Segment Start: Records shown

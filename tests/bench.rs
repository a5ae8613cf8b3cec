use std::{
    collections::BTreeSet,
    net::TcpListener,
    path::Path,
    sync::{
        atomic::{AtomicUsize, Ordering},
        Arc, Mutex,
    },
    time::Duration,
};

use ai_bench::{
    prelude::*,
    simulator::{SeatProfile, Simulator},
    stats::save_games,
};
use async_trait::async_trait;
use tokio::sync::oneshot;
use tracing::{Level, Metadata};
use tracing_subscriber::{
    fmt,
    layer::{Context, Filter, SubscriberExt},
    Layer, Registry,
};

struct CustomLevelFilter;
impl<S> Filter<S> for CustomLevelFilter {
    fn enabled(&self, meta: &Metadata<'_>, _cx: &Context<'_, S>) -> bool {
        *meta.level() <= Level::DEBUG
    }
}

fn init_debug_logger() {
    let format = fmt::format()
        .without_time()
        .with_ansi(true)
        .with_level(true)
        .with_thread_names(true)
        .with_target(false);

    let reg = Registry::default().with(
        fmt::layer()
            .event_format(format)
            .with_test_writer()
            .with_filter(CustomLevelFilter),
    );

    let _ = tracing::subscriber::set_global_default(reg);
}

/// Closer reporting every port as open (or none) and recording what it was asked.
#[derive(Default)]
struct RecordingCloser {
    all_open: bool,
    queried: Mutex<BTreeSet<u16>>,
    killed: Mutex<BTreeSet<u16>>,
}

impl PortCloser for RecordingCloser {
    fn is_open(&self, port: u16) -> bool {
        self.queried.lock().unwrap().insert(port);
        self.all_open
    }

    fn kill_users(&self, port: u16, _force: bool) -> anyhow::Result<()> {
        self.killed.lock().unwrap().insert(port);
        Ok(())
    }
}

struct CountingFactory {
    name: &'static str,
    calls: Arc<AtomicUsize>,
}

#[async_trait]
impl AgentFactory for CountingFactory {
    async fn make(&self, _ports: &PortSet) -> anyhow::Result<Arc<Agent>> {
        self.calls.fetch_add(1, Ordering::SeqCst);
        Ok(Arc::new(Agent::new(self.name, Capability::Local, PlayStyle::Cautious)))
    }
}

struct BrokenFactory;

#[async_trait]
impl AgentFactory for BrokenFactory {
    async fn make(&self, _ports: &PortSet) -> anyhow::Result<Arc<Agent>> {
        anyhow::bail!("engine binary missing")
    }
}

/// Produces one game, then stalls forever after firing `stalled`.
struct StallingGenerator {
    simulator: Simulator,
    calls: AtomicUsize,
    stalled: Mutex<Option<oneshot::Sender<()>>>,
}

#[async_trait]
impl GameGenerator for StallingGenerator {
    async fn generate(
        &self,
        players: &PlayerSlot,
        progress: &Progress,
    ) -> anyhow::Result<Vec<GameRecord>> {
        if self.calls.fetch_add(1, Ordering::SeqCst) > 0 {
            if let Some(stalled) = self.stalled.lock().unwrap().take() {
                let _ = stalled.send(());
            }
            std::future::pending::<()>().await;
        }
        let game = self.simulator.play(&players.profiles(), &[])?;
        progress.advance(1);
        Ok(vec![game])
    }
}

fn configuration() -> Configuration {
    Configuration::new()
        .with_verbose(false)
        .with_warmup(Duration::ZERO)
        .with_server_port(0)
        .with_max_years(2)
        .with_seed(11)
}

fn args(ai_1: &str, ai_2: &str, games: usize, stats: &str) -> BenchArgs {
    BenchArgs {
        ai_1: ai_1.to_string(),
        ai_2: ai_2.to_string(),
        games,
        stats: stats.to_string(),
        save_dir: None,
        existing_games_dir: None,
        rules: "NO_PRESS,IGNORE_ERRORS,POWER_CHOICE".to_string(),
    }
}

/// Ranking collector appending `(label, batch size)` to `log`.
fn recording_collectors(log: &Arc<Mutex<Vec<(String, usize)>>>) -> CollectorTable {
    let log = log.clone();
    CollectorTable::new().with(StatKind::Ranking, move |ctx, games| {
        log.lock().unwrap().push((ctx.label.clone(), games.len()));
        Ok(())
    })
}

#[test]
fn same_agent_on_every_seat() {
    init_debug_logger();

    let calls = Arc::new(AtomicUsize::new(0));
    let ports = PortSet::new();
    let registry = AgentRegistry::new(ports.clone()).with_factory(
        "dumbbot",
        CountingFactory {
            name: "dumbbot",
            calls: calls.clone(),
        },
    );
    let config = RunConfig::resolve(args("dumbbot", "dumbbot", 3, "ranking"), &registry).unwrap();
    let log = Arc::new(Mutex::new(vec![]));
    let closer = Arc::new(RecordingCloser::default());

    let state = Lifecycle::new(configuration(), registry)
        .with_closer(closer.clone())
        .with_collectors(recording_collectors(&log))
        .with_shutdown_signal(std::future::pending::<()>)
        .run(config)
        .unwrap();

    assert_eq!(
        state,
        RunState::Terminated(Termination::Success(RunOutcome {
            games: 3,
            batches: 3
        }))
    );
    assert_eq!(calls.load(Ordering::SeqCst), 1);
    let log = log.lock().unwrap();
    assert_eq!(log.len(), 3);
    assert!(log
        .iter()
        .all(|(label, size)| label == "1[dumbbot]v6[dumbbot]" && *size == 1));
    // the embedded server port was recorded, then released
    assert_eq!(closer.queried.lock().unwrap().len(), 1);
    assert!(ports.is_empty());
}

#[test]
fn remote_run_uses_a_single_connection() {
    init_debug_logger();

    let ports = PortSet::new();
    let registry = AgentRegistry::builtin(ports.clone());
    let config =
        RunConfig::resolve(args("daide_dumbbot", "daide_random", 2, "ranking"), &registry).unwrap();
    let log = Arc::new(Mutex::new(vec![]));
    let closer = Arc::new(RecordingCloser::default());

    let state = Lifecycle::new(configuration(), registry)
        .with_closer(closer.clone())
        .with_collectors(recording_collectors(&log))
        .with_shutdown_signal(std::future::pending::<()>)
        .run(config)
        .unwrap();

    assert_eq!(
        state,
        RunState::Terminated(Termination::Success(RunOutcome {
            games: 2,
            batches: 2
        }))
    );
    assert_eq!(
        *log.lock().unwrap(),
        vec![
            ("1[daide_dumbbot]v6[daide_random]".to_string(), 1),
            ("1[daide_dumbbot]v6[daide_random]".to_string(), 1),
        ]
    );
    // server port and the one client connection
    assert_eq!(closer.queried.lock().unwrap().len(), 2);
    assert!(closer.killed.lock().unwrap().is_empty());
}

#[test]
fn interrupt_releases_recorded_ports() {
    init_debug_logger();

    let ports = PortSet::new();
    // a port opened by an agent during provisioning
    ports.insert(1);
    let registry = AgentRegistry::builtin(ports.clone());
    let config = RunConfig::resolve(args("dumbbot", "random", 10, "ranking"), &registry).unwrap();

    let (stalled, interrupted) = oneshot::channel();
    let generator = Arc::new(StallingGenerator {
        simulator: Simulator::new(2, Some(3)),
        calls: AtomicUsize::new(0),
        stalled: Mutex::new(Some(stalled)),
    });
    let log = Arc::new(Mutex::new(vec![]));
    let closer = Arc::new(RecordingCloser {
        all_open: true,
        ..Default::default()
    });

    let state = Lifecycle::new(configuration(), registry)
        .with_closer(closer.clone())
        .with_collectors(recording_collectors(&log))
        .with_local_generator(generator.clone())
        .with_shutdown_signal(move || async move {
            let _ = interrupted.await;
        })
        .run(config)
        .unwrap();

    assert_eq!(state, RunState::Terminated(Termination::Interrupted));
    assert_eq!(generator.calls.load(Ordering::SeqCst), 2);
    assert_eq!(log.lock().unwrap().len(), 1);
    let killed = closer.killed.lock().unwrap();
    assert!(killed.contains(&1));
    assert_eq!(killed.len(), 2);
    assert!(ports.is_empty());
}

#[test]
fn failed_provisioning_is_not_an_error_exit() {
    init_debug_logger();

    let ports = PortSet::new();
    let registry = AgentRegistry::builtin(ports.clone()).with_factory("broken", BrokenFactory);
    let config = RunConfig::resolve(args("broken", "random", 2, "ranking"), &registry).unwrap();
    let log = Arc::new(Mutex::new(vec![]));

    let state = Lifecycle::new(configuration(), registry)
        .with_closer(Arc::new(RecordingCloser::default()))
        .with_collectors(recording_collectors(&log))
        .with_shutdown_signal(std::future::pending::<()>)
        .run(config)
        .unwrap();

    let RunState::Terminated(Termination::Failed(message)) = state else {
        panic!("expected a failed run, got {state:?}");
    };
    assert!(message.contains("could not provision agent 'broken'"));
    assert!(log.lock().unwrap().is_empty());
    assert!(ports.is_empty());
}

#[test]
fn ports_are_released_when_the_server_cannot_start() {
    init_debug_logger();

    let taken = TcpListener::bind("127.0.0.1:0").unwrap();
    let port = taken.local_addr().unwrap().port();

    let ports = PortSet::new();
    ports.insert(1);
    let registry = AgentRegistry::builtin(ports.clone());
    let config = RunConfig::resolve(args("dumbbot", "random", 2, "ranking"), &registry).unwrap();
    let closer = Arc::new(RecordingCloser {
        all_open: true,
        ..Default::default()
    });

    let err = Lifecycle::new(configuration().with_server_port(port), registry)
        .with_closer(closer.clone())
        .with_shutdown_signal(std::future::pending::<()>)
        .run(config)
        .unwrap_err();

    assert!(matches!(err, BenchError::Runtime(_)));
    assert_eq!(*closer.killed.lock().unwrap(), BTreeSet::from([1]));
    assert!(ports.is_empty());
}

fn record_games(dir: &Path, count: usize) {
    let simulator = Simulator::new(2, Some(21));
    let seats = (0..7)
        .map(|i| SeatProfile {
            agent: if i == 0 { "dumbbot" } else { "random" }.to_string(),
            style: if i == 0 {
                PlayStyle::Cautious
            } else {
                PlayStyle::Random
            },
        })
        .collect::<Vec<_>>();
    let games = (0..count)
        .map(|_| simulator.play(&seats, &["NO_PRESS".to_string()]).unwrap())
        .collect::<Vec<_>>();
    save_games(dir, &games).unwrap();
}

#[test]
fn replay_runs_stats_once_over_recorded_games() {
    init_debug_logger();

    let dir = tempfile::tempdir().unwrap();
    record_games(dir.path(), 5);

    let registry = AgentRegistry::builtin(PortSet::new());
    let config = RunConfig::resolve(
        BenchArgs {
            save_dir: Some(dir.path().join("elsewhere")),
            existing_games_dir: Some(dir.path().to_path_buf()),
            ..args("dumbbot", "random", 10, "save_games,ranking")
        },
        &registry,
    )
    .unwrap();
    assert_eq!(config.stats, vec!["ranking"]);

    let replay = Replay::load(config).unwrap();
    assert_eq!(replay.config.games, 5);
    assert_eq!(replay.config.save_dir, None);
    assert!(replay.config.to_string().contains("--games=[5]"));

    let log = Arc::new(Mutex::new(vec![]));
    let collectors = recording_collectors(&log).with(StatKind::SaveGames, |_, _| {
        anyhow::bail!("recorded games must not be saved again")
    });
    replay.run(&collectors).unwrap();

    let log = log.lock().unwrap();
    assert_eq!(log.len(), 1);
    assert_eq!(log[0].1, 5);
    assert!(log[0].0.ends_with("game_*.json"));
    assert!(!dir.path().join("elsewhere").exists());
}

Segment End: Records shown

### Aim of the task
Copy whichever lines above contain the string "load".

### Solution to the exercise
    assert_eq!(calls.load(Ordering::SeqCst), 1);
    assert_eq!(generator.calls.load(Ordering::SeqCst), 2);
    let replay = Replay::load(config).unwrap();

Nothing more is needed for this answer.